The concerns over trade have also grown in recent weeks. This is not only in terms of tariffs between the US and China, but also between the UK and EU. UK Prime Minister Theresa May survived a recent no-confidence vote, but failed to win over enough MPs to pass a deal defining the treaty with the EU governing future interactions between the two bodies in the areas of transportation, commerce, etc. The firmness of many MPs on a more pro-UK treaty makes a “hard-Brexit” more likely, as the two sides have only until March 29th to strike a deal. This concern may be contributing to businesses pulling back spending plans in the UK and EU. Management of FedEx highlighted this concern Tuesday, describing Europe as weakening “significantly” since September. While the economic data out of the US has remained solid, forward-looking indicators such as the yield curve and equity markets are signaling weaker US data ahead. There have also been negative headlines regarding a potential government shutdown in the US. While a government shutdown always sounds ominous, it is usually a non-event for the equity markets as recent shutdowns have not caused a fundamental change in the macro or micro economics of the US.

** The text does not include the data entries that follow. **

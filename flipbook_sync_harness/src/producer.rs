// Copyright 2026 the Flipbook Authors
// SPDX-License-Identifier: Apache-2.0 OR MIT

//! The producer side of the shared-frame handshake.
//!
//! A [`Producer`] writes frames into the shared texture under the keyed
//! mutex: acquire with the producer key, paint, release with the consumer
//! key. [`ProducerThread`] runs that loop on its own thread.

use std::sync::Arc;
use std::sync::atomic::{AtomicBool, AtomicU64, Ordering};
use std::thread::{self, JoinHandle};
use std::time::Duration;

use flipbook_core::arbiter::HandshakeKeys;
use flipbook_core::backend::{AcquireStatus, KeyedMutex};
use flipbook_core::error::DeviceError;
use tracing::warn;

use crate::keyed_mutex::SoftKeyedMutex;
use crate::texture::{PixelBuffer, SoftTexture};

/// Writes frames into the shared texture.
#[derive(Debug)]
pub struct Producer {
    mutex: SoftKeyedMutex,
    frame: SoftTexture,
    keys: HandshakeKeys,
    timeout: Duration,
    frames: u64,
}

impl Producer {
    /// Creates a producer over the shared `frame` and its `mutex`.
    #[must_use]
    pub fn new(
        mutex: SoftKeyedMutex,
        frame: SoftTexture,
        keys: HandshakeKeys,
        timeout: Duration,
    ) -> Self {
        Self {
            mutex,
            frame,
            keys,
            timeout,
            frames: 0,
        }
    }

    /// Frames written so far.
    #[must_use]
    pub fn frames(&self) -> u64 {
        self.frames
    }

    /// Takes the shared frame, lets `paint` write frame number `n`, and hands
    /// it to the consumer.
    ///
    /// Returns `false` without painting if the consumer did not hand the
    /// frame back within the timeout.
    pub fn produce(&mut self, paint: impl FnOnce(u64, &mut PixelBuffer)) -> Result<bool, DeviceError> {
        match self.mutex.acquire(self.keys.producer, self.timeout)? {
            AcquireStatus::TimedOut => Ok(false),
            AcquireStatus::Acquired => {
                let mut pixels = self.frame.lock();
                paint(self.frames, &mut *pixels);
                drop(pixels);
                self.frames += 1;
                self.mutex.release(self.keys.consumer)?;
                Ok(true)
            }
        }
    }

    /// Takes the shared frame and keeps it until [`hand_back`](Self::hand_back),
    /// simulating a producer that stalls mid-frame.
    pub fn stall(&mut self) -> Result<bool, DeviceError> {
        Ok(self.mutex.acquire(self.keys.producer, self.timeout)? == AcquireStatus::Acquired)
    }

    /// Releases a frame taken with [`stall`](Self::stall) to the consumer.
    pub fn hand_back(&mut self) -> Result<(), DeviceError> {
        self.mutex.release(self.keys.consumer)
    }

    /// Runs the produce loop on a new thread, painting with `paint` and
    /// pausing `interval` between frames.
    #[must_use]
    pub fn spawn<F>(mut self, interval: Duration, mut paint: F) -> ProducerThread
    where
        F: FnMut(u64, &mut PixelBuffer) + Send + 'static,
    {
        let stop = Arc::new(AtomicBool::new(false));
        let frames = Arc::new(AtomicU64::new(0));
        let (stop_flag, counter) = (Arc::clone(&stop), Arc::clone(&frames));
        let handle = thread::spawn(move || {
            while !stop_flag.load(Ordering::Acquire) {
                match self.produce(&mut paint) {
                    Ok(true) => {
                        counter.store(self.frames, Ordering::Release);
                        thread::sleep(interval);
                    }
                    Ok(false) => {}
                    Err(err) => {
                        warn!(target: "flipbook", error = %err, "producer stopped");
                        break;
                    }
                }
            }
        });
        ProducerThread {
            stop,
            frames,
            handle: Some(handle),
        }
    }
}

/// A running producer. Stops when dropped.
#[derive(Debug)]
pub struct ProducerThread {
    stop: Arc<AtomicBool>,
    frames: Arc<AtomicU64>,
    handle: Option<JoinHandle<()>>,
}

impl ProducerThread {
    /// Frames written so far.
    #[must_use]
    pub fn frames(&self) -> u64 {
        self.frames.load(Ordering::Acquire)
    }

    /// Stops producing and returns the number of frames written.
    pub fn stop(mut self) -> u64 {
        self.shutdown();
        self.frames()
    }

    fn shutdown(&mut self) {
        self.stop.store(true, Ordering::Release);
        if let Some(handle) = self.handle.take() {
            let _ = handle.join();
        }
    }
}

impl Drop for ProducerThread {
    fn drop(&mut self) {
        self.shutdown();
    }
}

#[cfg(test)]
mod tests {
    use super::*;
    use crate::device::SoftBackend;

    const SHORT: Duration = Duration::from_millis(5);

    #[test]
    fn produce_paints_and_hands_over() {
        let backend = SoftBackend::new();
        let mutex = backend.keyed_mutex();
        let frame = backend.texture(2, 2, 0);
        let mut consumer = mutex.clone();
        let mut producer = Producer::new(mutex, frame.clone(), HandshakeKeys::DEFAULT, SHORT);

        assert!(producer.produce(|n, px| px.fill(0xFF00_0000 | u32::try_from(n).unwrap())).unwrap());
        assert_eq!(frame.snapshot().pixel(0, 0), Some(0xFF00_0000));
        assert_eq!(producer.frames(), 1);

        // The consumer has not handed the frame back yet.
        assert!(!producer.produce(|_, _| unreachable!()).unwrap());

        assert_eq!(consumer.acquire(1, SHORT).unwrap(), AcquireStatus::Acquired);
        consumer.release(0).unwrap();
        assert!(producer.produce(|n, px| px.fill(0xFF00_0000 | u32::try_from(n).unwrap())).unwrap());
        assert_eq!(frame.snapshot().pixel(1, 1), Some(0xFF00_0001));
    }

    #[test]
    fn stalled_producer_holds_the_frame() {
        let backend = SoftBackend::new();
        let mutex = backend.keyed_mutex();
        let mut consumer = mutex.clone();
        let mut producer = Producer::new(
            mutex,
            backend.texture(1, 1, 0),
            HandshakeKeys::DEFAULT,
            SHORT,
        );

        assert!(producer.stall().unwrap());
        assert_eq!(consumer.acquire(1, SHORT).unwrap(), AcquireStatus::TimedOut);
        producer.hand_back().unwrap();
        assert_eq!(consumer.acquire(1, SHORT).unwrap(), AcquireStatus::Acquired);
    }

    #[test]
    fn thread_produces_while_consumer_keeps_up() {
        let backend = SoftBackend::new();
        let mutex = backend.keyed_mutex();
        let mut consumer = mutex.clone();
        let producer = Producer::new(
            mutex,
            backend.texture(1, 1, 0),
            HandshakeKeys::DEFAULT,
            SHORT,
        );
        let running = producer.spawn(Duration::ZERO, |_, px| px.fill(0xFFFF_FFFF));

        for _ in 0..3 {
            assert_eq!(
                consumer.acquire(1, Duration::from_secs(5)).unwrap(),
                AcquireStatus::Acquired
            );
            consumer.release(0).unwrap();
        }
        assert!(running.stop() >= 3);
    }
}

While there are definitely some fundamental reasons for this pullback, we still believe the shift in investor sentiment from overly positive to overly negative has been a major cause. Calendar timing is also not helping things for two reasons: (1) stocks that have fallen are vulnerable to end of year tax-loss selling, and (2) late-December is typically a time of low trade volumes and limited incremental news that can help change the existing gloomy market narrative. Selling for non-fundamental reasons is something that is difficult to endure, but also typically the most attractive time to be a buyer.

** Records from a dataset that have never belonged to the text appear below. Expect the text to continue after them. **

// Copyright 2026 the Flipbook Authors
// SPDX-License-Identifier: Apache-2.0 OR MIT

//! Shared-surface arbitration.
//!
//! An external producer writes the shared frame; the session reads it. The
//! two sides never touch the frame at the same time: a keyed mutex is passed
//! back and forth, each side releasing with the key the other side acquires
//! with.
//!
//! ```text
//!   producer: acquire(producer) ── write ── release(consumer)
//!                                                   │
//!   session:              acquire(consumer) ◄───────┘ ── read ── release(producer)
//! ```
//!
//! [`SurfaceArbiter::try_acquire`] returns a [`FrameLease`] on success. The
//! lease borrows the arbiter, so a second acquire cannot start while one is
//! outstanding, and [`FrameLease::release`] is the only way to hand the frame
//! back with an observable result.

use core::fmt;
use core::time::Duration;

use crate::backend::{AcquireStatus, KeyedMutex, SharedHandle};
use crate::error::DeviceError;

/// Keys used for the producer/consumer handshake.
#[derive(Clone, Copy, Debug, PartialEq, Eq, Hash)]
pub struct HandshakeKeys {
    /// Key the producer acquires with; the session releases with it.
    pub producer: u64,
    /// Key the session acquires with; the producer releases with it.
    pub consumer: u64,
}

impl HandshakeKeys {
    /// Producer `0`, consumer `1`.
    pub const DEFAULT: Self = Self {
        producer: 0,
        consumer: 1,
    };
}

impl Default for HandshakeKeys {
    fn default() -> Self {
        Self::DEFAULT
    }
}

/// Outcome of [`SurfaceArbiter::try_acquire`].
#[derive(Debug)]
pub enum Acquire<'a, M: KeyedMutex> {
    /// The session holds the shared frame until the lease is released.
    Acquired(FrameLease<'a, M>),
    /// The producer did not release within the timeout. Not an error: the
    /// cycle is skipped.
    Busy,
}

/// Serializes access to the shared frame between producer and session.
#[derive(Debug)]
pub struct SurfaceArbiter<M> {
    mutex: M,
    keys: HandshakeKeys,
    timeout: Duration,
}

impl<M: KeyedMutex> SurfaceArbiter<M> {
    /// Creates an arbiter over `mutex`.
    #[must_use]
    pub const fn new(mutex: M, keys: HandshakeKeys, timeout: Duration) -> Self {
        Self {
            mutex,
            keys,
            timeout,
        }
    }

    /// Waits up to the configured timeout for the producer's release.
    ///
    /// Returns [`Acquire::Busy`] if the producer still holds the frame.
    /// Any other keyed-mutex failure is returned as an error.
    pub fn try_acquire(&mut self) -> Result<Acquire<'_, M>, DeviceError> {
        match self.mutex.acquire(self.keys.consumer, self.timeout)? {
            AcquireStatus::Acquired => Ok(Acquire::Acquired(FrameLease { arbiter: Some(self) })),
            AcquireStatus::TimedOut => Ok(Acquire::Busy),
        }
    }

    /// Handle the producer opens the shared frame with.
    #[must_use]
    pub fn shared_handle(&self) -> SharedHandle {
        self.mutex.shared_handle()
    }

    /// Handshake keys in use.
    #[must_use]
    pub const fn keys(&self) -> HandshakeKeys {
        self.keys
    }

    /// Acquire timeout in use.
    #[must_use]
    pub const fn timeout(&self) -> Duration {
        self.timeout
    }
}

/// Exclusive access to the shared frame for one cycle.
///
/// Dropping a lease without calling [`release`](Self::release) still hands the
/// frame back to the producer, but the release result is lost; that path is
/// only taken when a cycle unwinds.
#[must_use = "the shared frame stays locked for the producer until the lease is released"]
pub struct FrameLease<'a, M: KeyedMutex> {
    arbiter: Option<&'a mut SurfaceArbiter<M>>,
}

impl<M: KeyedMutex> FrameLease<'_, M> {
    /// Hands the shared frame back to the producer.
    pub fn release(mut self) -> Result<(), DeviceError> {
        match self.arbiter.take() {
            Some(arbiter) => arbiter.mutex.release(arbiter.keys.producer),
            None => Ok(()),
        }
    }
}

impl<M: KeyedMutex> Drop for FrameLease<'_, M> {
    fn drop(&mut self) {
        if let Some(arbiter) = self.arbiter.take() {
            _ = arbiter.mutex.release(arbiter.keys.producer);
        }
    }
}

impl<M: KeyedMutex> fmt::Debug for FrameLease<'_, M> {
    fn fmt(&self, f: &mut fmt::Formatter<'_>) -> fmt::Result {
        f.debug_struct("FrameLease")
            .field("held", &self.arbiter.is_some())
            .finish()
    }
}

Since its peak on September 21st, the S&P 500 index has declined approximately 16%. Pullbacks of this degree are painful, but not unprecedented, even with no recession occurring. From November 2015 to February 2016, the S&P 500 declined over 13%; from May 2011 to October 2011, the S&P 500 declined nearly 20%. Subsequent to the bottom of the 2015 selloff, the S&P 500 is up over 30%, and since the bottom of the 2011 selloff, the S&P 500 is up over 120%. While it is true that we cannot predict the next recession, and therefore we must be open to the idea that one could be on the horizon, we also know that panic and market timing does not preserve money, but costs money over time. For this reason, it is important to maintain the investment strategy you have in place unless something significant has changed in your personal situation. We continue to believe that targeting a more aggressive risk level will produce higher long-term returns. While a number of our companies have declined considerably for a variety of macro and company-specific reasons, we see no reason to make wholesale changes to client portfolios. We use a variety of tools to check for underappreciated risk in companies held in your portfolios and remain confident that these companies have balance sheets that can withstand recessions and have competitive advantages to produce solid risk-adjusted returns over a long-term holding period.